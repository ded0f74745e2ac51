//! Prometheus metrics registration and export.
//!
//! This module defines all Prometheus metrics used by session-relay and
//! provides functions for initializing, registering, and exporting them.

use prometheus::{
    Counter, CounterVec, Encoder, Gauge, Histogram, HistogramOpts, Opts, Registry, TextEncoder,
};
use std::sync::OnceLock;

/// Global Prometheus registry for all session-relay metrics.
pub static REGISTRY: OnceLock<Registry> = OnceLock::new();

/// Total number of driver calls, labeled by outcome.
pub static TASKS_TOTAL: OnceLock<CounterVec> = OnceLock::new();

/// Driver call duration in seconds.
pub static TASK_DURATION: OnceLock<Histogram> = OnceLock::new();

/// Number of tasks waiting in the queue.
pub static QUEUE_DEPTH: OnceLock<Gauge> = OnceLock::new();

/// Number of tasks currently held by a worker.
pub static TASKS_IN_PROGRESS: OnceLock<Gauge> = OnceLock::new();

/// Number of live workers in the current cohort.
pub static ACTIVE_WORKERS: OnceLock<Gauge> = OnceLock::new();

/// Session identity switches, labeled by the reason the previous cohort ended.
pub static IDENTITY_ROTATIONS: OnceLock<CounterVec> = OnceLock::new();

/// Results durably appended to the result store.
pub static RESULTS_WRITTEN: OnceLock<Counter> = OnceLock::new();

/// Initialize all metrics and register them with the registry.
///
/// Safe to call more than once; later calls leave the first registration in
/// place.
///
/// # Errors
///
/// Returns a `prometheus::Error` if metric registration fails, typically due to
/// duplicate metric names or invalid metric configurations.
///
/// # Example
///
/// ```ignore
/// use session_relay::metrics::init_metrics;
///
/// init_metrics().expect("Failed to initialize metrics");
/// ```
pub fn init_metrics() -> Result<(), prometheus::Error> {
    let registry = Registry::new();

    let tasks_total = CounterVec::new(
        Opts::new("session_relay_tasks_total", "Total number of driver calls"),
        &["outcome"],
    )?;

    let task_duration = Histogram::with_opts(
        HistogramOpts::new(
            "session_relay_task_duration_seconds",
            "Driver call duration in seconds",
        )
        .buckets(vec![0.5, 1.0, 5.0, 15.0, 30.0, 60.0, 120.0, 300.0]),
    )?;

    let queue_depth = Gauge::new(
        "session_relay_queue_depth",
        "Number of tasks waiting in the queue",
    )?;

    let tasks_in_progress = Gauge::new(
        "session_relay_tasks_in_progress",
        "Number of tasks currently held by a worker",
    )?;

    let active_workers = Gauge::new(
        "session_relay_active_workers",
        "Number of live workers in the current cohort",
    )?;

    let identity_rotations = CounterVec::new(
        Opts::new(
            "session_relay_identity_rotations_total",
            "Session identity switches",
        ),
        &["reason"],
    )?;

    let results_written = Counter::new(
        "session_relay_results_written_total",
        "Results durably appended to the result store",
    )?;

    registry.register(Box::new(tasks_total.clone()))?;
    registry.register(Box::new(task_duration.clone()))?;
    registry.register(Box::new(queue_depth.clone()))?;
    registry.register(Box::new(tasks_in_progress.clone()))?;
    registry.register(Box::new(active_workers.clone()))?;
    registry.register(Box::new(identity_rotations.clone()))?;
    registry.register(Box::new(results_written.clone()))?;

    // If any of these fail, metrics were already initialized (idempotent)
    let _ = REGISTRY.set(registry);
    let _ = TASKS_TOTAL.set(tasks_total);
    let _ = TASK_DURATION.set(task_duration);
    let _ = QUEUE_DEPTH.set(queue_depth);
    let _ = TASKS_IN_PROGRESS.set(tasks_in_progress);
    let _ = ACTIVE_WORKERS.set(active_workers);
    let _ = IDENTITY_ROTATIONS.set(identity_rotations);
    let _ = RESULTS_WRITTEN.set(results_written);

    tracing::info!("Prometheus metrics initialized successfully");

    Ok(())
}

/// Export all registered metrics in Prometheus text format.
///
/// If the registry has not been initialized or encoding fails, returns a
/// comment line describing the problem.
pub fn export_metrics() -> String {
    let Some(registry) = REGISTRY.get() else {
        return "# Metrics not initialized. Call init_metrics() first.\n".to_string();
    };

    let encoder = TextEncoder::new();
    let metric_families = registry.gather();

    let mut buffer = Vec::new();
    if let Err(e) = encoder.encode(&metric_families, &mut buffer) {
        return format!("# Error encoding metrics: {}\n", e);
    }

    String::from_utf8(buffer)
        .unwrap_or_else(|e| format!("# Error converting metrics to UTF-8: {}\n", e))
}

/// Writes the current metrics snapshot to `path` in Prometheus text format.
///
/// Suitable for the node-exporter textfile collector.
pub async fn write_metrics_file(path: impl AsRef<std::path::Path>) -> std::io::Result<()> {
    tokio::fs::write(path, export_metrics()).await
}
-------------------------
▸ **PROBLEM DESCRIPTION**: Return a copy of each line in the entries that carries the string "reason".

▸ **YOUR SOLUTION**:
/// Session identity switches, labeled by the reason the previous cohort ended.
        &["reason"],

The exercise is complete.